WHAT NEEDS TO BE DONE:
Output, please, exactly those lines of the listing that come before the line with "for line in", along with that line itself.

SOURCE MATERIAL:
== Segment start ==

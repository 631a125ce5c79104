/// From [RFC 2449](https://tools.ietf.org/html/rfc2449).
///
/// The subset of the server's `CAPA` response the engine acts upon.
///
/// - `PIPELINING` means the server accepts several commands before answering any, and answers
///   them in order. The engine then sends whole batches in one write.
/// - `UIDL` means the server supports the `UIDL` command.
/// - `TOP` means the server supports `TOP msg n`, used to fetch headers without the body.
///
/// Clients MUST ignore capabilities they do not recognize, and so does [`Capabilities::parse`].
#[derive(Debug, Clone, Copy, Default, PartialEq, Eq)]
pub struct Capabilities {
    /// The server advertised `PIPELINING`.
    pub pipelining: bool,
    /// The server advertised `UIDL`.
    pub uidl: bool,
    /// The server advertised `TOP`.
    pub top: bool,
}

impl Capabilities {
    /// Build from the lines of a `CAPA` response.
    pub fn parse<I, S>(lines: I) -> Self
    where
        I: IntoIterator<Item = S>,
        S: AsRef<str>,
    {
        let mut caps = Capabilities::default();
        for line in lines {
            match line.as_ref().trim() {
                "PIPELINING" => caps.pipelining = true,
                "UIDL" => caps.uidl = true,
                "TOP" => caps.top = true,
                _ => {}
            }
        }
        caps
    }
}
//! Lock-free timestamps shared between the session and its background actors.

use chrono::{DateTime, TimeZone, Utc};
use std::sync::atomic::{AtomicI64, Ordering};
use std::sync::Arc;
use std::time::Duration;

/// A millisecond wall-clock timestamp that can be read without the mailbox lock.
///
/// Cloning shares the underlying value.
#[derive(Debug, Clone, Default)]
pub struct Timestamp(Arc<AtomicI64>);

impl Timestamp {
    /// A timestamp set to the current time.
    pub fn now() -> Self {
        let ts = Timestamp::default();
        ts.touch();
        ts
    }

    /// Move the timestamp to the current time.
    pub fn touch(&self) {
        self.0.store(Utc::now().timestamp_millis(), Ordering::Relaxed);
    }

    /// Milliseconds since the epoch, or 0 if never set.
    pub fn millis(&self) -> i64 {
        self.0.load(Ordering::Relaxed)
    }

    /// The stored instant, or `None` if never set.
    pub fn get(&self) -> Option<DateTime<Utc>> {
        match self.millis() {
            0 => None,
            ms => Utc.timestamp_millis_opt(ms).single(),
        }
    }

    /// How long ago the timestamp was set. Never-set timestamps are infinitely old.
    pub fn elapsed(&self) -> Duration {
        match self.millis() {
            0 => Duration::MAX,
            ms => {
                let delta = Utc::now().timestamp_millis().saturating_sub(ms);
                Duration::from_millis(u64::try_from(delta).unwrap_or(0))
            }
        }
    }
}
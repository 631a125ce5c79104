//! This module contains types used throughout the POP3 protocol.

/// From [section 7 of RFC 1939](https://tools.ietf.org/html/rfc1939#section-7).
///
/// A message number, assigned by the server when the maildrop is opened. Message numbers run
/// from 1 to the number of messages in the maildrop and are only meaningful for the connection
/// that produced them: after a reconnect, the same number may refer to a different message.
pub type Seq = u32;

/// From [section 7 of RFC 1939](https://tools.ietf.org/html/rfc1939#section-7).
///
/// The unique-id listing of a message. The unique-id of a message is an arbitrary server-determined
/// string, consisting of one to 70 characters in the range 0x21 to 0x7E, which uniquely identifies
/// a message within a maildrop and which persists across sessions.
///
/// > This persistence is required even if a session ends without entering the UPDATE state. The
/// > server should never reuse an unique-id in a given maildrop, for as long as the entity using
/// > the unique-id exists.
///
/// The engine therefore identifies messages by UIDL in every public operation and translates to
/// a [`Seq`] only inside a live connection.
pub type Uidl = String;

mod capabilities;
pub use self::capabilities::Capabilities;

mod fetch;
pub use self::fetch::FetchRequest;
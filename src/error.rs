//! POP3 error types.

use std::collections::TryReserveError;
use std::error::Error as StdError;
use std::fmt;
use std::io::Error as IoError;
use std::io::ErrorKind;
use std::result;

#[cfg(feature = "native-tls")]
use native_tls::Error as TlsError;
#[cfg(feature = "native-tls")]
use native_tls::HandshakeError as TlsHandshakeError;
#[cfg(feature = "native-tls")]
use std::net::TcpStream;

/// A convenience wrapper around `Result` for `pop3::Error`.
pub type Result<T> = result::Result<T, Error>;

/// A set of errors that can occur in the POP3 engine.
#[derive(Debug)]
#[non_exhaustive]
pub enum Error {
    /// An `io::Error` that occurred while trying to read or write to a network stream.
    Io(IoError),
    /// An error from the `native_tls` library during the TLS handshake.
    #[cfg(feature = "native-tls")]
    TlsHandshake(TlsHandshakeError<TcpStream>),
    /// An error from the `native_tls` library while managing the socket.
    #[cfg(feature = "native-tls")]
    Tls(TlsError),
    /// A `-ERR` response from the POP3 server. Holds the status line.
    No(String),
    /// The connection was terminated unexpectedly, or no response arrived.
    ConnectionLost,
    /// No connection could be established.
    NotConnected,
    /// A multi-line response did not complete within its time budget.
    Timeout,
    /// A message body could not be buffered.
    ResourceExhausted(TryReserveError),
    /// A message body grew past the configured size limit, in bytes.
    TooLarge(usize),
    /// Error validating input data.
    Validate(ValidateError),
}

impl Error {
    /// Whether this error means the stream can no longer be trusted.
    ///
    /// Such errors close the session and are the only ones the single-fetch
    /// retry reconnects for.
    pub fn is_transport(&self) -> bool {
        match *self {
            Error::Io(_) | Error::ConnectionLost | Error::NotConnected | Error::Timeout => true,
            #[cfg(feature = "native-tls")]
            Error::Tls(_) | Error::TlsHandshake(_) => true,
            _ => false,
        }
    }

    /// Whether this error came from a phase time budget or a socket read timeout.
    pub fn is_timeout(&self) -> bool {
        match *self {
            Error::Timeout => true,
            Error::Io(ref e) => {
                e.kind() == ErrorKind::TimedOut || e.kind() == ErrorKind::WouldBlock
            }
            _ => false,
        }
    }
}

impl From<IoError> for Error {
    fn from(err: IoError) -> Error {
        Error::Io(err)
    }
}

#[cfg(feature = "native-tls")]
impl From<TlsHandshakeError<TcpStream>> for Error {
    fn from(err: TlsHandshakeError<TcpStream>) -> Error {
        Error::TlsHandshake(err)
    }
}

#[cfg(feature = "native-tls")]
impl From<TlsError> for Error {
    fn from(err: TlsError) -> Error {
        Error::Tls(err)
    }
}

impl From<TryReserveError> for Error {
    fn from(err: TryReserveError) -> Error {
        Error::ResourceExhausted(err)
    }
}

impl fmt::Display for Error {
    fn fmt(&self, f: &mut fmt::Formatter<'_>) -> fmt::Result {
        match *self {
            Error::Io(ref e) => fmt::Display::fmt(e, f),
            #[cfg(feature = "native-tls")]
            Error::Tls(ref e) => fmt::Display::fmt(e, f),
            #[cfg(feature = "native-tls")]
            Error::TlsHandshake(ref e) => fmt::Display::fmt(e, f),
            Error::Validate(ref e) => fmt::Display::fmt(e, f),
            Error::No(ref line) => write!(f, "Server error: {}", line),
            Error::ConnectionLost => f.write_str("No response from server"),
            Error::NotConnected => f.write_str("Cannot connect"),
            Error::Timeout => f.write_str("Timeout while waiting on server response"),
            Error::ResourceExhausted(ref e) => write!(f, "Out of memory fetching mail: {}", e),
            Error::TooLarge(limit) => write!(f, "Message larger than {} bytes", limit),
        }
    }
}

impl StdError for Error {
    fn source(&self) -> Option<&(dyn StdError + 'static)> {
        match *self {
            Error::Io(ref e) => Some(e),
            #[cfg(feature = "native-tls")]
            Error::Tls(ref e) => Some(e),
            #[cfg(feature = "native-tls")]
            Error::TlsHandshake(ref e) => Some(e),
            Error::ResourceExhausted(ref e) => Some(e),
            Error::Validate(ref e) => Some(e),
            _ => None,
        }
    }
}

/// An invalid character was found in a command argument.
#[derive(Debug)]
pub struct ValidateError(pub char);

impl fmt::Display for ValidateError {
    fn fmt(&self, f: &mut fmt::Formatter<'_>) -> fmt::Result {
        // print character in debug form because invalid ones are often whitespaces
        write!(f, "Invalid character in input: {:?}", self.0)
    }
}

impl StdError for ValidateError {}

== Segment end ==

FINISHED EXERCISE:
repository 631a125ce5c79104
/// From [RFC 2449](https://tools.ietf.org/html/rfc2449).
///
/// The subset of the server's `CAPA` response the engine acts upon.
///
/// - `PIPELINING` means the server accepts several commands before answering any, and answers
///   them in order. The engine then sends whole batches in one write.
/// - `UIDL` means the server supports the `UIDL` command.
/// - `TOP` means the server supports `TOP msg n`, used to fetch headers without the body.
///
/// Clients MUST ignore capabilities they do not recognize, and so does [`Capabilities::parse`].
#[derive(Debug, Clone, Copy, Default, PartialEq, Eq)]
pub struct Capabilities {
    /// The server advertised `PIPELINING`.
    pub pipelining: bool,
    /// The server advertised `UIDL`.
    pub uidl: bool,
    /// The server advertised `TOP`.
    pub top: bool,
}

impl Capabilities {
    /// Build from the lines of a `CAPA` response.
    pub fn parse<I, S>(lines: I) -> Self
    where
        I: IntoIterator<Item = S>,
        S: AsRef<str>,
    {
        let mut caps = Capabilities::default();
        for line in lines {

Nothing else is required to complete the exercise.